- About this task -
Report all lines from the entries below in which "AtmConfig" appears.

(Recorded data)
Start of Block

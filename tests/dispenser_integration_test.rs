use pattern_lab::utils::validation::Validate;
use pattern_lab::{AtmConfig, DispenseChain, DispensedNote, PatternError, Teller};
use std::io::Write;
use tempfile::NamedTempFile;

fn default_teller() -> Teller {
    Teller::from_config(&AtmConfig::default()).unwrap()
}

#[test]
fn test_every_accepted_amount_is_fully_dispensed() {
    let teller = default_teller();

    for amount in (0..=1000).step_by(10) {
        let receipt = teller.withdraw(amount).unwrap();
        assert_eq!(
            receipt.total(),
            amount,
            "receipt for {} does not add up",
            amount
        );
    }
}

#[test]
fn test_notes_come_out_largest_first() {
    let teller = default_teller();

    for amount in (10..=1000).step_by(10) {
        let receipt = teller.withdraw(amount).unwrap();
        let denominations: Vec<u32> = receipt.notes.iter().map(|n| n.denomination).collect();

        let mut sorted = denominations.clone();
        sorted.sort_unstable_by(|a, b| b.cmp(a));
        assert_eq!(denominations, sorted, "order broken for {}", amount);
    }
}

#[test]
fn test_zero_dispenses_nothing() {
    let receipt = default_teller().withdraw(0).unwrap();
    assert!(receipt.is_empty());
}

#[test]
fn test_exact_single_note() {
    let receipt = default_teller().withdraw(50).unwrap();
    assert_eq!(
        receipt.notes,
        vec![DispensedNote {
            count: 1,
            denomination: 50
        }]
    );
}

#[test]
fn test_seventy_splits_fifty_twenty() {
    let receipt = default_teller().withdraw(70).unwrap();
    assert_eq!(
        receipt.notes,
        vec![
            DispensedNote {
                count: 1,
                denomination: 50
            },
            DispensedNote {
                count: 1,
                denomination: 20
            }
        ]
    );
}

#[test]
fn test_thirty_splits_twenty_ten() {
    let receipt = default_teller().withdraw(30).unwrap();
    assert_eq!(
        receipt.notes,
        vec![
            DispensedNote {
                count: 1,
                denomination: 20
            },
            DispensedNote {
                count: 1,
                denomination: 10
            }
        ]
    );
}

#[test]
fn test_non_multiple_rejected_before_the_chain() {
    let err = default_teller().withdraw(25).unwrap_err();
    assert!(matches!(
        err,
        PatternError::InvalidAmountError {
            amount: 25,
            unit: 10
        }
    ));
}

#[test]
fn test_receipt_lines_use_configured_symbol() {
    let config = AtmConfig::from_toml_str(
        r#"
        [chain]
        denominations = [50, 20, 10]
        currency_symbol = "€"
        "#,
    )
    .unwrap();
    let teller = Teller::from_config(&config).unwrap();

    let receipt = teller.withdraw(120).unwrap();
    assert_eq!(
        teller.describe(&receipt),
        vec!["Dispensing 2 50€ note", "Dispensing 1 20€ note"]
    );
}

#[test]
fn test_config_round_trips_through_a_file() {
    let mut file = NamedTempFile::new().unwrap();
    writeln!(
        file,
        "[chain]\ndenominations = [100, 50, 20, 10]\ncurrency_symbol = \"$\""
    )
    .unwrap();

    let config = AtmConfig::from_file(file.path()).unwrap();
    assert!(config.validate().is_ok());

    let teller = Teller::from_config(&config).unwrap();
    let receipt = teller.withdraw(180).unwrap();
    assert_eq!(receipt.total(), 180);
    assert_eq!(receipt.notes[0].denomination, 100);
}

#[test]
fn test_misconfigured_chain_reports_unhandled_remainder() {
    let chain = DispenseChain::new(&[50, 20]).unwrap();
    let teller = Teller::new(chain);

    // 40 resolves cleanly; 60 passes the multiple-of-20 precondition but
    // strands 10 past the tail handler.
    assert_eq!(teller.withdraw(40).unwrap().total(), 40);
    let err = teller.withdraw(60).unwrap_err();
    assert!(matches!(
        err,
        PatternError::UnhandledRemainderError {
            remainder: 10,
            tail: 20
        }
    ));
}

#[test]
fn test_shared_chain_serves_many_requests() {
    let teller = default_teller();

    // Handlers carry no cross-call state, so back-to-back requests cannot
    // influence each other.
    let first = teller.withdraw(380).unwrap();
    let second = teller.withdraw(380).unwrap();
    assert_eq!(first, second);
}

End of Block

- Exercise result -
use pattern_lab::{AtmConfig, DispenseChain, DispensedNote, PatternError, Teller};
    Teller::from_config(&AtmConfig::default()).unwrap()
    let config = AtmConfig::from_toml_str(
    let config = AtmConfig::from_file(file.path()).unwrap();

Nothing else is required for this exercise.